Особую важность имел эксперимент профессора Вальтера Боте из Гейдельберга, проведенный в июне 1940 года. Он показал, что абсолютно чистый углерод также можно использовать в качестве замедлителя быстрых нейтронов, а ведь получить это вещество было куда проще, чем тяжелую воду.
В Берлине, в Физическом институте, Карл фон Вайцзеккер начал конструировать будущую «урановую машину». Изначально ее решили строить по схеме Хартека: две тонны оксида урана и полтонны тяжелой воды расположатся вперемешку, в пять или шесть слоев. Можно было построить и сферический реактор по схеме Гейзенберга, хотя это казалось более трудным.
Впрочем, в феврале 1940 года Гейзенберг, вернувшись к докладной записке, поданной два месяца назад, дополнил ее подробным математическим расчетом. Он пришел к выводу, что использовать чистый графит в качестве замедлителя вовсе не так эффективно, как казалось поначалу. Гелий тоже не годится, ибо реактор окажется слишком громоздким. Остается тяжелая вода.
Курт Дибнер провел совещание, на котором обсуждались все проблемы, связанные с тяжелой водой. Участвовавшие в нем Вернер Гейзенберг, физик Карл Вирц и специалист по физической химии Карл Бонхеффер заключили, что проблем впереди еще очень много. Гейзенберг предложил взять вначале пару литров тяжелой воды и проверить, насколько она проницаема для нейтронов. Дибнер пообещал закупить ее у норвежцев.
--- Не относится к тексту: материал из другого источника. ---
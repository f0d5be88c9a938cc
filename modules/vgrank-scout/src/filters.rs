use std::cmp::Ordering;

use vgrank_common::{SearchFilters, SiteRanking, SortBy, SortOrder};

use crate::ranking::rank;

/// Narrow a ranking snapshot with saved filter preferences.
///
/// Product-level filters (price range, availability) run first; sites left
/// without products are dropped and counts recomputed. `price`/`title` sorts
/// reorder products inside each site, `site`/`date` sorts reorder the sites.
/// Without a site-level sort the result is re-ranked by count.
pub fn apply_filters(rankings: Vec<SiteRanking>, filters: &SearchFilters) -> Vec<SiteRanking> {
    let order = filters.sort_order.unwrap_or_default();

    let mut filtered: Vec<SiteRanking> = rankings
        .into_iter()
        .filter(|s| {
            filters
                .sites
                .as_ref()
                .map_or(true, |allowed| allowed.iter().any(|a| a == &s.site))
        })
        .filter_map(|s| {
            let mut products: Vec<_> = s
                .products
                .into_iter()
                .filter(|p| filters.price_range.map_or(true, |r| r.contains(p.price)))
                .filter(|p| filters.availability.map_or(true, |a| p.availability == a))
                .collect();
            if products.is_empty() {
                return None;
            }
            match filters.sort_by {
                Some(SortBy::Price) => {
                    products.sort_by(|a, b| directed(a.price.cmp(&b.price), order))
                }
                Some(SortBy::Title) => {
                    products.sort_by(|a, b| directed(a.title.cmp(&b.title), order))
                }
                _ => {}
            }
            Some(SiteRanking::new(s.site, s.site_url, products, s.last_updated))
        })
        .collect();

    match filters.sort_by {
        Some(SortBy::Site) => {
            filtered.sort_by(|a, b| directed(a.site.cmp(&b.site), order));
            filtered
        }
        Some(SortBy::Date) => {
            filtered.sort_by(|a, b| directed(a.last_updated.cmp(&b.last_updated), order));
            filtered
        }
        _ => rank(filtered),
    }
}

fn directed(ordering: Ordering, order: SortOrder) -> Ordering {
    match order {
        SortOrder::Asc => ordering,
        SortOrder::Desc => ordering.reverse(),
    }
}

#[cfg(test)]
mod tests {
    use super::*;
    use chrono::{Duration, Utc};
    use vgrank_common::{PriceRange, Product};

    fn product(title: &str, price: u64, availability: bool) -> Product {
        Product {
            title: title.to_string(),
            price,
            availability,
            product_url: format!("https://example.com/{title}"),
            image_url: None,
            description: "...".to_string(),
            seller: None,
        }
    }

    fn snapshot() -> Vec<SiteRanking> {
        let now = Utc::now();
        vec![
            SiteRanking::new(
                "Amazon".to_string(),
                "https://amazon.co.jp".to_string(),
                vec![
                    product("b", 3000, true),
                    product("a", 1000, false),
                    product("c", 8000, true),
                ],
                now,
            ),
            SiteRanking::new(
                "HMV&BOOKS".to_string(),
                "https://hmv.co.jp".to_string(),
                vec![product("d", 500, true), product("e", 0, true)],
                now - Duration::hours(1),
            ),
        ]
    }

    #[test]
    fn default_filters_keep_everything() {
        let out = apply_filters(snapshot(), &SearchFilters::default());
        assert_eq!(out.len(), 2);
        assert_eq!(out[0].product_count, 3);
        assert_eq!(out[1].product_count, 2);
    }

    #[test]
    fn price_range_drops_products_and_empty_sites() {
        let filters = SearchFilters {
            price_range: Some(PriceRange { min: 2000, max: 9000 }),
            ..Default::default()
        };
        let out = apply_filters(snapshot(), &filters);
        assert_eq!(out.len(), 1);
        assert_eq!(out[0].site, "Amazon");
        assert_eq!(out[0].product_count, 2);
    }

    #[test]
    fn availability_filter_recomputes_counts_and_reranks() {
        let filters = SearchFilters {
            availability: Some(true),
            ..Default::default()
        };
        let out = apply_filters(snapshot(), &filters);
        let counts: Vec<(&str, usize)> =
            out.iter().map(|s| (s.site.as_str(), s.product_count)).collect();
        assert_eq!(counts, vec![("Amazon", 2), ("HMV&BOOKS", 2)]);
    }

    #[test]
    fn site_allow_list() {
        let filters = SearchFilters {
            sites: Some(vec!["HMV&BOOKS".to_string()]),
            ..Default::default()
        };
        let out = apply_filters(snapshot(), &filters);
        assert_eq!(out.len(), 1);
        assert_eq!(out[0].site, "HMV&BOOKS");
    }

    #[test]
    fn price_sort_descending_within_site() {
        let filters = SearchFilters {
            sort_by: Some(SortBy::Price),
            sort_order: Some(SortOrder::Desc),
            ..Default::default()
        };
        let out = apply_filters(snapshot(), &filters);
        let prices: Vec<u64> = out[0].products.iter().map(|p| p.price).collect();
        assert_eq!(prices, vec![8000, 3000, 1000]);
    }

    #[test]
    fn date_sort_orders_sites() {
        let filters = SearchFilters {
            sort_by: Some(SortBy::Date),
            ..Default::default()
        };
        let out = apply_filters(snapshot(), &filters);
        assert_eq!(out[0].site, "HMV&BOOKS");
        assert_eq!(out[1].site, "Amazon");
    }
}
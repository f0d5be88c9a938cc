use std::sync::Arc;

use anyhow::Result;
use axum::{
    http::{header, HeaderValue},
    routing::{get, post},
    Router,
};
use tower_http::set_header::SetResponseHeaderLayer;
use tracing::info;
use tracing_subscriber::EnvFilter;

use vgrank_common::{Catalog, Config};
use vgrank_scout::search::ProductSearch;

mod rest;

pub struct AppState {
    pub search: ProductSearch,
}

fn app(state: Arc<AppState>) -> Router {
    Router::new()
        // Health check
        .route("/", get(|| async { "ok" }))
        // REST API
        .route("/api/search", post(rest::api_search))
        .with_state(state)
        // CORS
        .layer(
            tower_http::cors::CorsLayer::new()
                .allow_origin(tower_http::cors::Any)
                .allow_methods(tower_http::cors::Any)
                .allow_headers(tower_http::cors::Any),
        )
        // Search results are per-request; never cache
        .layer(SetResponseHeaderLayer::overriding(
            header::CACHE_CONTROL,
            HeaderValue::from_static("no-store"),
        ))
        // Logging layer: method + path + status + latency only
        .layer(
            tower_http::trace::TraceLayer::new_for_http().make_span_with(
                |request: &axum::http::Request<_>| {
                    tracing::info_span!(
                        "http_request",
                        method = %request.method(),
                        path = %request.uri().path(),
                    )
                },
            ),
        )
}

#[tokio::main]
async fn main() -> Result<()> {
    tracing_subscriber::fmt()
        .with_env_filter(EnvFilter::from_default_env().add_directive("vgrank=info".parse()?))
        .init();

    let config = Config::from_env();
    config.log_redacted();

    let catalog = Catalog::from_config(&config)?;
    let state = Arc::new(AppState {
        search: ProductSearch::from_config(&config, catalog),
    });

    let addr = format!("{}:{}", config.web_host, config.web_port);
    info!("VG rank API starting on {addr}");

    let listener = tokio::net::TcpListener::bind(&addr).await?;
    axum::serve(listener, app(state)).await?;

    Ok(())
}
Неделю спустя Пауль Хартек послал письмо своим военным шефам: судя по расчетам Гейзенберга, уран и тяжелая вода понадобятся для реактора в одинаковых пропорциях, то есть надо раздобыть примерно две тонны тяжелой воды. Придется самим налаживать ее производство.
Но для получения всего одной тонны тяжелой воды с помощью электролиза, как это делают норвежцы, придется израсходовать на выработку электроэнергии сотни тысяч тонн угля. Военных такая перспектива ужаснула. Тогда Хартек вспомнил, что несколько лет тому назад он вместе с Хансом Зюссом разработал новый метод производства тяжелой воды с помощью каталитического обмена. Однако тогда никого эта технология не заинтересовала, поскольку проще было покупать тяжелую воду у норвежцев.
Вскоре, с согласия военных, решили построить опытную установку. Пауль Хартек писал Карлу Бонхефферу, что установку для каталитического обмена ему хотелось бы разместить при каком-нибудь действующем предприятии, где занимаются гидрогенизацией. Вскоре он получил ответ: на знаменитом заводе «Лейнаверке» очень заинтересовались идеей.
Тем временем в Норвегию приехал представитель концерна «ИГ Фарбениндустри», который своими денежными вливаниями содействовал работе завода в Рьюкане. Он затребовал у норвежцев все хранящиеся запасы тяжелой воды и пообещал новый обширный заказ. Руководство завода поинтересовалось, зачем нужны столь огромные по тем временам запасы тяжелой воды. Однако немец ловко уклонился от прямого ответа. Норвежцам все это не понравилось, и когда представилась возможность, они передали тяжелую воду прибывшим с тайной миссией французам. Так что, когда весной 1940 года германские войска вторглись в Норвегию и 3 мая, после тяжелых боев, захватили завод, склады его оказались пусты.
В начале апреля 1940 года, в то время как французские физики начали эксперименты с тяжелой водой, Пауль Хартек посетил завод «Лейнаверке». Он загорелся новой идеей использования в качестве замедлителя сухого льда. И нашел поддержку у дирекции: ему выделили целый вагон сухого льда. Хартек выбрал подвал для эксперимента, но сначала следовало позаботиться об уране. Он попросил Дибнера прислать 300 килограммов оксида. При этом захваченный открывшимися перспективами ученый не учел одного: не он один мечтал построить первый в стране реактор. Весной 1940 года секретариат Курта Дибнера был завален заявками. Например, Гейзенберг требовал целую тонну уранового оксида. В целях экономии осторожный Дибнер намекнул Гейзенбергу, что неплохо было ему провести эксперимент вместе с Хартеком. Однако нобелевский лауреат, не желая уступать, снисходительно намекнул, что революционную идею с сухим льдом неплохо бы проверить опытным способом в лабораторных условиях.